Azevedo Sara, Rodrigues Luís, Lopes Ana Isabel
Gastroenterology Unit, Pediatrics Department, Santa Maria University Hospital-ULS Santa Maria, Academic Medical Centre of Lisbon; 1649-028 Lisbon, Portugal.
Faculdade de Medicina, Universidade de Lisboa, 1649-004 Lisbon, Portugal.
Healthcare (Basel). 2025 Jul 16;13(14):1710. doi: 10.3390/healthcare13141710.

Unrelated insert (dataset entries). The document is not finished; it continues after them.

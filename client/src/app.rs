//! Root application component with routing and context providers.

use leptos::prelude::*;
use leptos_meta::{MetaTags, Stylesheet, Title, provide_meta_context};
use leptos_router::{
    StaticSegment,
    components::{Route, Router, Routes},
};

use crate::pages::home::HomePage;
use crate::state::{download::DownloadState, status::StatusState, ui::UiState};

/// HTML shell rendered on the server for SSR + hydration.
pub fn shell(options: LeptosOptions) -> impl IntoView {
    view! {
        <!DOCTYPE html>
        <html lang="en" data-theme="light">
            <head>
                <meta charset="utf-8"/>
                <meta name="viewport" content="width=device-width, initial-scale=1"/>
                <AutoReload options=options.clone()/>
                <HydrationScripts options/>
                <MetaTags/>
            </head>
            <body>
                <App/>
            </body>
        </html>
    }
}

/// Root application component.
///
/// Provides the page state contexts and sets up client-side routing.
#[component]
pub fn App() -> impl IntoView {
    provide_meta_context();

    provide_context(RwSignal::new(UiState::default()));
    provide_context(RwSignal::new(StatusState::default()));
    provide_context(RwSignal::new(DownloadState::default()));

    view! {
        <Stylesheet id="leptos" href="/pkg/reeldrop.css"/>
        <Title text="ReelDrop"/>

        <Router>
            <Routes fallback=|| "Page not found.".into_view()>
                <Route path=StaticSegment("") view=HomePage/>
            </Routes>
        </Router>
    }
}
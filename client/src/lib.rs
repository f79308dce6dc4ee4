//! # client
//!
//! Leptos + WASM frontend for the media download page.
//!
//! This crate contains the page, its components, the page state models, the
//! `/download` API call, and small browser helpers (theme storage, clipboard,
//! timers). Built with `hydrate` for the browser and `ssr` for the server.

pub mod app;
pub mod components;
pub mod net;
pub mod pages;
pub mod state;
pub mod util;

/// WASM entry point: install logging and hydrate the server-rendered page.
#[cfg(feature = "hydrate")]
#[wasm_bindgen::prelude::wasm_bindgen]
pub fn hydrate() {
    console_error_panic_hook::set_once();
    let _ = console_log::init_with_level(log::Level::Debug);
    leptos::mount::hydrate_body(app::App);
}
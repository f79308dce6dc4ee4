use super::*;

// =============================================================
// Theme parsing
// =============================================================

#[test]
fn theme_default_is_light() {
    assert_eq!(Theme::default(), Theme::Light);
    assert_eq!(UiState::default().theme, Theme::Light);
}

#[test]
fn theme_parse_accepts_stored_values() {
    assert_eq!(Theme::parse("light"), Some(Theme::Light));
    assert_eq!(Theme::parse("dark"), Some(Theme::Dark));
    assert_eq!(Theme::parse("Dark"), None);
    assert_eq!(Theme::parse(""), None);
}

#[test]
fn theme_from_stored_falls_back_to_light() {
    assert_eq!(Theme::from_stored(None), Theme::Light);
    assert_eq!(Theme::from_stored(Some("sepia")), Theme::Light);
    assert_eq!(Theme::from_stored(Some("dark")), Theme::Dark);
}

#[test]
fn theme_survives_storage_round_trip() {
    for theme in [Theme::Light, Theme::Dark] {
        assert_eq!(Theme::from_stored(Some(theme.as_str())), theme);
    }
}

// =============================================================
// Toggle + icon
// =============================================================

#[test]
fn theme_toggle_flips() {
    assert_eq!(Theme::Light.toggled(), Theme::Dark);
    assert_eq!(Theme::Dark.toggled(), Theme::Light);
}

#[test]
fn theme_toggle_twice_restores_theme_and_icon() {
    for theme in [Theme::Light, Theme::Dark] {
        let back = theme.toggled().toggled();
        assert_eq!(back, theme);
        assert_eq!(back.icon(), theme.icon());
    }
}

#[test]
fn theme_icon_shows_moon_when_light() {
    assert_eq!(Theme::Light.icon(), "🌙");
    assert_eq!(Theme::Dark.icon(), "☀️");
}
use super::*;
use std::net::Ipv4Addr;

const LIMIT: usize = 3;
const WINDOW: Duration = Duration::from_secs(60);

fn ip(last: u8) -> IpAddr {
    IpAddr::V4(Ipv4Addr::new(10, 0, 0, last))
}

#[test]
fn allows_up_to_limit() {
    let rl = RateLimiter::new(LIMIT, WINDOW);
    let now = Instant::now();

    for i in 0..LIMIT {
        assert!(rl.check_and_record_at(ip(1), now).is_ok(), "request {i} should succeed");
    }
    assert!(matches!(
        rl.check_and_record_at(ip(1), now),
        Err(RateLimitError::Exceeded { limit: LIMIT, window_secs: 60 })
    ));
}

#[test]
fn clients_are_limited_independently() {
    let rl = RateLimiter::new(LIMIT, WINDOW);
    let now = Instant::now();

    for _ in 0..LIMIT {
        rl.check_and_record_at(ip(1), now).unwrap();
    }
    assert!(rl.check_and_record_at(ip(1), now).is_err());
    assert!(rl.check_and_record_at(ip(2), now).is_ok());
}

#[test]
fn window_expiry_allows_new_requests() {
    let rl = RateLimiter::new(LIMIT, WINDOW);
    let start = Instant::now();

    for _ in 0..LIMIT {
        rl.check_and_record_at(ip(1), start).unwrap();
    }
    assert!(rl.check_and_record_at(ip(1), start).is_err());

    let later = start + WINDOW + Duration::from_secs(1);
    assert!(rl.check_and_record_at(ip(1), later).is_ok());
}

#[test]
fn rejected_requests_are_not_recorded() {
    let rl = RateLimiter::new(1, WINDOW);
    let start = Instant::now();

    rl.check_and_record_at(ip(1), start).unwrap();
    for _ in 0..5 {
        assert!(rl.check_and_record_at(ip(1), start + Duration::from_secs(30)).is_err());
    }
    // Only the first request occupies the window.
    assert!(rl.check_and_record_at(ip(1), start + WINDOW).is_ok());
}

#[test]
fn idle_clients_are_forgotten() {
    let rl = RateLimiter::new(LIMIT, WINDOW);
    let start = Instant::now();

    for last in 1..=10 {
        rl.check_and_record_at(ip(last), start).unwrap();
    }
    assert_eq!(rl.tracked_clients(), 10);

    // Within the window nothing is swept.
    rl.check_and_record_at(ip(200), start + Duration::from_secs(30)).unwrap();
    assert_eq!(rl.tracked_clients(), 11);

    // A window later only the client seen at +30s and the new one remain.
    rl.check_and_record_at(ip(201), start + WINDOW).unwrap();
    assert_eq!(rl.tracked_clients(), 2);
}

Pediatric Crohn's Disease (CD) affects more than physical health, influencing emotional well-being, social integration, and developmental milestones, with an impact on disease management. This study aimed to explore adolescents' lived experiences with CD and identify factors influencing their motivation for self-management. A descriptive, cross-sectional qualitative study was conducted using a semi-structured, self-administered online questionnaire. Participants (n = 10) were adolescents with CD who had been diagnosed for over three years and were recruited from a tertiary pediatric gastroenterology center. Data included demographics, clinical characteristics, IMPACT-III (HRQOL), and PROMIS short forms. Open-ended responses underwent thematic analysis using the framework developed by Braun and Clarke. Participants (80% female, median age 16.2 years, median disease duration 4.6 years) were all in clinical remission (median PCDAI = 2) and with good quality of life (median IMPACT-III = 80.7). Six themes emerged: (1) disease knowledge, (2) emotional responses, (3) coping and adaptation, (4) social support, (5) daily life and school impact, and (6) transition to adult care. Most participants demonstrated strong disease literacy and reported effective coping strategies. Emotional responses to diagnosis ranged from relief (60%) to distress (40%); relapses commonly triggered anxiety and fear. Therapeutic changes and disease monitoring were perceived as beneficial (100%) but with concern. Diagnostic procedures were viewed as burdensome by 70% of respondents. School performance and extracurricular participation were negatively affected in 40% during flares. Concerns regarding the future were reported by 40% of participants, with 30% believing that CD might limit life aspirations. While 60% managed their disease independently, 30% relied on parental support. All acknowledged the need for transition to adult care, though readiness varied. This study illustrates the overall impact of disease on pediatric CD patients. It reports significant emotional challenges and difficulties, as well as an impact on daily life, despite good disease knowledge. The findings underscore the importance of psychosocial well-being, ongoing mental health assessment, non-invasive monitoring, and holistic care, emphasizing the patient perspective, in managing pediatric CD.
儿童克罗恩病(CD)不仅影响身体健康,还会对情绪健康、社会融入和发育里程碑产生影响,进而影响疾病管理。本研究旨在探索青少年患CD的生活经历,并确定影响他们自我管理动机的因素。采用半结构化、自我管理的在线问卷进行了一项描述性横断面定性研究。参与者(n = 10)为患有CD的青少年,他们已被诊断出超过三年,且是从一家三级儿科胃肠病中心招募的。数据包括人口统计学、临床特征、IMPACT-III(健康相关生活质量)和PROMIS简表。对开放式回答采用Braun和Clarke开发的框架进行主题分析。参与者(80%为女性,中位年龄16.2岁,中位病程4.6年)均处于临床缓解期(中位PCDAI = 2)且生活质量良好(中位IMPACT-III = 80.7)。出现了六个主题:(1)疾病知识,(2)情绪反应,(3)应对与适应,(4)社会支持,(5)日常生活和学校影响,以及(6)向成人护理的过渡。大多数参与者表现出较强的疾病认知能力,并报告了有效的应对策略。对诊断的情绪反应从宽慰(60%)到苦恼(40%)不等;病情复发通常引发焦虑和恐惧。治疗变化和疾病监测被认为是有益的(100%)但也令人担忧。70%的受访者认为诊断程序很繁琐。40%的患者在病情发作期间学校表现和课外参与受到负面影响。40%的参与者报告了对未来的担忧,30%的人认为CD可能会限制生活抱负。虽然60%的人独立管理自己的疾病,但30%的人依赖父母的支持。所有人都承认需要向成人护理过渡,尽管准备程度各不相同。本研究阐述了疾病对儿童CD患者的总体影响。它报告了重大的情绪挑战和困难,以及对日常生活的影响,尽管患者对疾病有较好的了解。研究结果强调了心理社会福祉、持续的心理健康评估、非侵入性监测和整体护理的重要性,在管理儿童CD时强调患者视角。